Exercise = What you return must be an exact copy of the lines in the listing below between the line holding "pub enum Figure" and the line holding "let start = end.saturating_sub(2);", inclusive, and nothing more.

Exercise material =
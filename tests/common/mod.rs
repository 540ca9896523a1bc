// SPDX-License-Identifier: MIT
// Copyright 2026 Roland Dreier <roland@rolandd.dev>

use axum::extract::{Path, State};
use axum::http::{HeaderMap, Method, StatusCode, Uri};
use axum::response::{IntoResponse, Response};
use axum::routing::get;
use axum::{Json, Router};
use bikers_app::config::Config;
use bikers_app::models::Session;
use bikers_app::services::MockIdentityProvider;
use bikers_app::AppContext;
use serde_json::{json, Value};
use std::collections::HashMap;
use std::sync::{Arc, Mutex, MutexGuard};
use std::time::Duration;

/// One request seen by the stub API.
#[allow(dead_code)]
#[derive(Debug, Clone)]
pub struct RecordedRequest {
    pub method: Method,
    pub path: String,
    pub authorization: Option<String>,
}

#[derive(Default)]
pub struct StubState {
    pub bikes: Vec<Value>,
    /// Profiles keyed by bearer token.
    pub profiles: HashMap<String, Value>,
    pub requests: Vec<RecordedRequest>,
    /// Delay before answering profile reads.
    pub profile_delay: Option<Duration>,
    pub fail_bikes: Option<(StatusCode, Option<String>)>,
    pub fail_profile_read: Option<(StatusCode, Option<String>)>,
    pub fail_profile_write: Option<(StatusCode, Option<String>)>,
    /// Answer `GET /api/bikes` with `{}`.
    pub omit_bikes_key: bool,
}

/// In-process stand-in for the bikes API.
#[derive(Clone, Default)]
pub struct StubApi {
    state: Arc<Mutex<StubState>>,
}

#[allow(dead_code)]
impl StubApi {
    pub fn new() -> Self {
        Self::default()
    }

    /// Stub with the sample catalog loaded.
    pub fn with_catalog() -> Self {
        let stub = Self::new();
        stub.state().bikes = sample_bikes();
        stub
    }

    pub fn state(&self) -> MutexGuard<'_, StubState> {
        self.state.lock().unwrap()
    }

    pub fn set_profile(&self, token: &str, profile: Value) {
        self.state().profiles.insert(token.to_string(), profile);
    }

    pub fn requests(&self) -> Vec<RecordedRequest> {
        self.state().requests.clone()
    }

    pub fn requests_to(&self, method: Method, path: &str) -> usize {
        self.state()
            .requests
            .iter()
            .filter(|r| r.method == method && r.path == path)
            .count()
    }

    pub fn router(&self) -> Router {
        Router::new()
            .route("/api/bikes", get(list_bikes))
            .route("/api/bikes/{id}", get(get_bike))
            .route("/api/user/profile", get(get_profile).post(save_profile))
            .with_state(self.clone())
    }

    fn record(&self, method: Method, uri: &Uri, headers: &HeaderMap) -> Option<String> {
        let authorization = headers
            .get("authorization")
            .and_then(|v| v.to_str().ok())
            .map(str::to_string);
        self.state().requests.push(RecordedRequest {
            method,
            path: uri.path().to_string(),
            authorization: authorization.clone(),
        });
        authorization.and_then(|a| a.strip_prefix("Bearer ").map(str::to_string))
    }
}

fn error_response(status: StatusCode, message: Option<String>) -> Response {
    match message {
        Some(msg) => (status, Json(json!({ "error": msg }))).into_response(),
        None => (status, "upstream failure").into_response(),
    }
}

fn unauthorized() -> Response {
    error_response(StatusCode::UNAUTHORIZED, Some("Unauthorized".to_string()))
}

async fn list_bikes(
    State(stub): State<StubApi>,
    method: Method,
    uri: Uri,
    headers: HeaderMap,
) -> Response {
    if stub.record(method, &uri, &headers).is_none() {
        return unauthorized();
    }

    let state = stub.state();
    if let Some((status, message)) = state.fail_bikes.clone() {
        return error_response(status, message);
    }
    if state.omit_bikes_key {
        return Json(json!({})).into_response();
    }
    Json(json!({ "bikes": state.bikes })).into_response()
}

async fn get_bike(
    State(stub): State<StubApi>,
    Path(id): Path<String>,
    method: Method,
    uri: Uri,
    headers: HeaderMap,
) -> Response {
    if stub.record(method, &uri, &headers).is_none() {
        return unauthorized();
    }

    let state = stub.state();
    match state.bikes.iter().find(|b| b["id"] == id.as_str()) {
        Some(bike) => Json(json!({ "bike": bike })).into_response(),
        None => error_response(StatusCode::NOT_FOUND, Some("Bike not found".to_string())),
    }
}

async fn get_profile(
    State(stub): State<StubApi>,
    method: Method,
    uri: Uri,
    headers: HeaderMap,
) -> Response {
    let Some(token) = stub.record(method, &uri, &headers) else {
        return unauthorized();
    };

    let delay = stub.state().profile_delay;
    if let Some(delay) = delay {
        tokio::time::sleep(delay).await;
    }

    let state = stub.state();
    if let Some((status, message)) = state.fail_profile_read.clone() {
        return error_response(status, message);
    }
    let profile = state.profiles.get(&token).cloned().unwrap_or(Value::Null);
    Json(json!({ "profile": profile })).into_response()
}

async fn save_profile(
    State(stub): State<StubApi>,
    method: Method,
    uri: Uri,
    headers: HeaderMap,
    Json(body): Json<Value>,
) -> Response {
    let Some(token) = stub.record(method, &uri, &headers) else {
        return unauthorized();
    };

    let mut state = stub.state();
    if let Some((status, message)) = state.fail_profile_write.clone() {
        return error_response(status, message);
    }
    state.profiles.insert(token, body);
    Json(json!({ "success": true })).into_response()
}

pub fn sample_bikes() -> Vec<Value> {
    vec![
        json!({
            "id": "v1",
            "name": "Classic 350",
            "brand": "Royal Enfield",
            "type": "Cruiser",
            "engine": "349cc single",
            "topSpeed": 114,
            "price": 215000,
            "description": "A retro cruiser.",
            "imageUrl": "https://example.com/classic.png"
        }),
        json!({
            "id": "v2",
            "name": "Duke 390",
            "brand": "KTM",
            "type": "Naked",
            "topSpeed": "167",
            "price": "Ask dealer"
        }),
    ]
}

/// Serve `router` on an ephemeral local port and return its base URL.
pub async fn spawn(router: Router) -> String {
    let listener = tokio::net::TcpListener::bind("127.0.0.1:0").await.unwrap();
    let addr = listener.local_addr().unwrap();
    tokio::spawn(async move {
        axum::serve(listener, router).await.unwrap();
    });
    format!("http://{}", addr)
}

#[allow(dead_code)]
pub fn rider() -> Session {
    Session {
        uid: "uid-asha".to_string(),
        display_name: Some("Asha".to_string()),
        email: Some("asha@example.com".to_string()),
        photo_url: None,
    }
}

/// Token the mock provider serves unless a test changes it.
#[allow(dead_code)]
pub const MOCK_TOKEN: &str = "mock-id-token";

/// Start `stub` and build a context against it with the mock provider.
pub async fn test_context(
    stub: &StubApi,
) -> (AppContext<MockIdentityProvider>, Arc<MockIdentityProvider>) {
    let base_url = spawn(stub.router()).await;
    let provider = Arc::new(MockIdentityProvider::new_mock());
    let ctx = AppContext::new(Config::test_default(&base_url), provider.clone()).unwrap();
    (ctx, provider)
}
// SPDX-License-Identifier: MIT
// Copyright 2026 Roland Dreier <roland@rolandd.dev>

//! Client routes.

use std::fmt;

#[derive(Debug, Clone, PartialEq, Eq, Default)]
pub enum AppRoute {
    /// Catalog dashboard
    #[default]
    Dashboard,
    BikeDetail(String),
    Profile,
    ProfileSetup,
    NotFound,
}

impl AppRoute {
    /// Parse a URL path into a route.
    pub fn from_path(path: &str) -> Self {
        let path = path.split(['?', '#']).next().unwrap_or_default();
        let trimmed = path.trim_end_matches('/');

        match trimmed {
            "" => Self::Dashboard,
            "/profile" => Self::Profile,
            "/profile/setup" => Self::ProfileSetup,
            _ => match trimmed.strip_prefix("/bikes/") {
                Some(id) if !id.is_empty() && !id.contains('/') => {
                    let id = urlencoding::decode(id)
                        .map(|id| id.into_owned())
                        .unwrap_or_else(|_| id.to_string());
                    Self::BikeDetail(id)
                }
                _ => Self::NotFound,
            },
        }
    }

    pub fn to_path(&self) -> String {
        match self {
            Self::Dashboard => "/".to_string(),
            Self::BikeDetail(id) => format!("/bikes/{}", urlencoding::encode(id)),
            Self::Profile => "/profile".to_string(),
            Self::ProfileSetup => "/profile/setup".to_string(),
            Self::NotFound => "/404".to_string(),
        }
    }
}

impl fmt::Display for AppRoute {
    fn fmt(&self, f: &mut fmt::Formatter<'_>) -> fmt::Result {
        f.write_str(&self.to_path())
    }
}
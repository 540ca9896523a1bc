// SPDX-License-Identifier: MIT
// Copyright 2026 Roland Dreier <roland@rolandd.dev>

//! Catalog item model.

use serde::{Deserialize, Serialize};
use std::fmt;

/// A bike from the catalog API. Read-only on the client.
#[derive(Debug, Clone, PartialEq, Serialize, Deserialize)]
#[serde(rename_all = "camelCase")]
pub struct Bike {
    pub id: String,
    pub name: String,
    #[serde(default)]
    pub brand: Option<String>,
    #[serde(default, rename = "type")]
    pub kind: Option<String>,
    #[serde(default)]
    pub engine: Option<String>,
    /// km/h
    #[serde(default)]
    pub top_speed: Option<Figure>,
    /// Rupees when numeric
    #[serde(default)]
    pub price: Option<Figure>,
    #[serde(default)]
    pub description: Option<String>,
    #[serde(default)]
    pub image_url: Option<String>,
}

/// A value the catalog stores either as a number or as free text.
#[derive(Debug, Clone, PartialEq, Serialize, Deserialize)]
#[serde(untagged)]
pub enum Figure {
    Number(f64),
    Text(String),
}

impl fmt::Display for Figure {
    fn fmt(&self, f: &mut fmt::Formatter<'_>) -> fmt::Result {
        match self {
            Figure::Number(n) if n.fract() == 0.0 => write!(f, "{}", *n as i64),
            Figure::Number(n) => write!(f, "{}", n),
            Figure::Text(s) => f.write_str(s),
        }
    }
}

impl Bike {
    /// Price line as shown on catalog cards.
    pub fn price_label(&self) -> Option<String> {
        match self.price.as_ref()? {
            Figure::Number(n) => Some(format_inr(*n)),
            Figure::Text(s) if s.trim().is_empty() => None,
            Figure::Text(s) => Some(s.clone()),
        }
    }

    /// "brand • type", skipping whatever is missing.
    pub fn subtitle(&self) -> String {
        [self.brand.as_deref(), self.kind.as_deref()]
            .into_iter()
            .flatten()
            .filter(|s| !s.is_empty())
            .collect::<Vec<_>>()
            .join(" • ")
    }
}

/// `GET /api/bikes` body.
#[derive(Debug, Deserialize)]
pub struct BikeList {
    #[serde(default)]
    pub bikes: Option<Vec<Bike>>,
}

/// `GET /api/bikes/:id` body.
#[derive(Debug, Deserialize)]
pub struct BikeEnvelope {
    #[serde(default)]
    pub bike: Option<Bike>,
}

/// Format rupees with Indian digit grouping, e.g. `₹2,15,000`.
pub fn format_inr(amount: f64) -> String {
    let rounded = amount.round() as i64;
    let sign = if rounded < 0 { "-" } else { "" };
    let digits = rounded.unsigned_abs().to_string();

    let grouped = if digits.len() <= 3 {
        digits
    } else {
        let (head, last_three) = digits.split_at(digits.len() - 3);
        let mut groups: Vec<&str> = Vec::new();
        let mut end = head.len();
        while end > 0 {
            let start = end.saturating_sub(2);
            groups.push(&head[start..end]);
            end = start;
        }
        groups.reverse();
        format!("{},{}", groups.join(","), last_three)
    };

    format!("{}₹{}", sign, grouped)
}
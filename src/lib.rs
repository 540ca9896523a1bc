// SPDX-License-Identifier: MIT
// Copyright 2026 Roland Dreier <roland@kernel.org>

//! Bikers: browse the bike catalog and keep a rider profile.
//!
//! This crate provides the client side of the Bikers app: an identity
//! session watcher, an authenticated API client and the views that are
//! gated on the rider having a profile.

pub mod config;
pub mod error;
pub mod models;
pub mod services;
pub mod views;

use config::{Config, ConfigError};
use services::{ApiClient, IdentityProvider, ResourceLoader, SessionWatcher};
use std::sync::Arc;

/// Shared client state, built once and handed to every view.
pub struct AppContext<P> {
    pub config: Config,
    pub identity: Arc<P>,
    pub api: ApiClient<P>,
    pub watcher: SessionWatcher,
}

impl<P: IdentityProvider> AppContext<P> {
    /// Build the context and mount the session watcher.
    pub fn new(config: Config, identity: Arc<P>) -> Result<Self, ConfigError> {
        let http = config.http_client()?;
        Ok(Self::with_http(config, http, identity))
    }

    pub fn with_http(config: Config, http: reqwest::Client, identity: Arc<P>) -> Self {
        let api = ApiClient::new(&config, http, identity.clone());
        let watcher = SessionWatcher::mount(identity.as_ref());
        Self {
            config,
            identity,
            api,
            watcher,
        }
    }

    pub fn loader(&self) -> ResourceLoader<'_, P> {
        ResourceLoader::new(&self.api, &self.watcher)
    }
}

Task solution =
pub enum Figure {
    Number(f64),
    Text(String),
}

impl fmt::Display for Figure {
    fn fmt(&self, f: &mut fmt::Formatter<'_>) -> fmt::Result {
        match self {
            Figure::Number(n) if n.fract() == 0.0 => write!(f, "{}", *n as i64),
            Figure::Number(n) => write!(f, "{}", n),
            Figure::Text(s) => f.write_str(s),
        }
    }
}

impl Bike {
    /// Price line as shown on catalog cards.
    pub fn price_label(&self) -> Option<String> {
        match self.price.as_ref()? {
            Figure::Number(n) => Some(format_inr(*n)),
            Figure::Text(s) if s.trim().is_empty() => None,
            Figure::Text(s) => Some(s.clone()),
        }
    }

    /// "brand • type", skipping whatever is missing.
    pub fn subtitle(&self) -> String {
        [self.brand.as_deref(), self.kind.as_deref()]
            .into_iter()
            .flatten()
            .filter(|s| !s.is_empty())
            .collect::<Vec<_>>()
            .join(" • ")
    }
}

/// `GET /api/bikes` body.
#[derive(Debug, Deserialize)]
pub struct BikeList {
    #[serde(default)]
    pub bikes: Option<Vec<Bike>>,
}

/// `GET /api/bikes/:id` body.
#[derive(Debug, Deserialize)]
pub struct BikeEnvelope {
    #[serde(default)]
    pub bike: Option<Bike>,
}

/// Format rupees with Indian digit grouping, e.g. `₹2,15,000`.
pub fn format_inr(amount: f64) -> String {
    let rounded = amount.round() as i64;
    let sign = if rounded < 0 { "-" } else { "" };
    let digits = rounded.unsigned_abs().to_string();

    let grouped = if digits.len() <= 3 {
        digits
    } else {
        let (head, last_three) = digits.split_at(digits.len() - 3);
        let mut groups: Vec<&str> = Vec::new();
        let mut end = head.len();
        while end > 0 {
            let start = end.saturating_sub(2);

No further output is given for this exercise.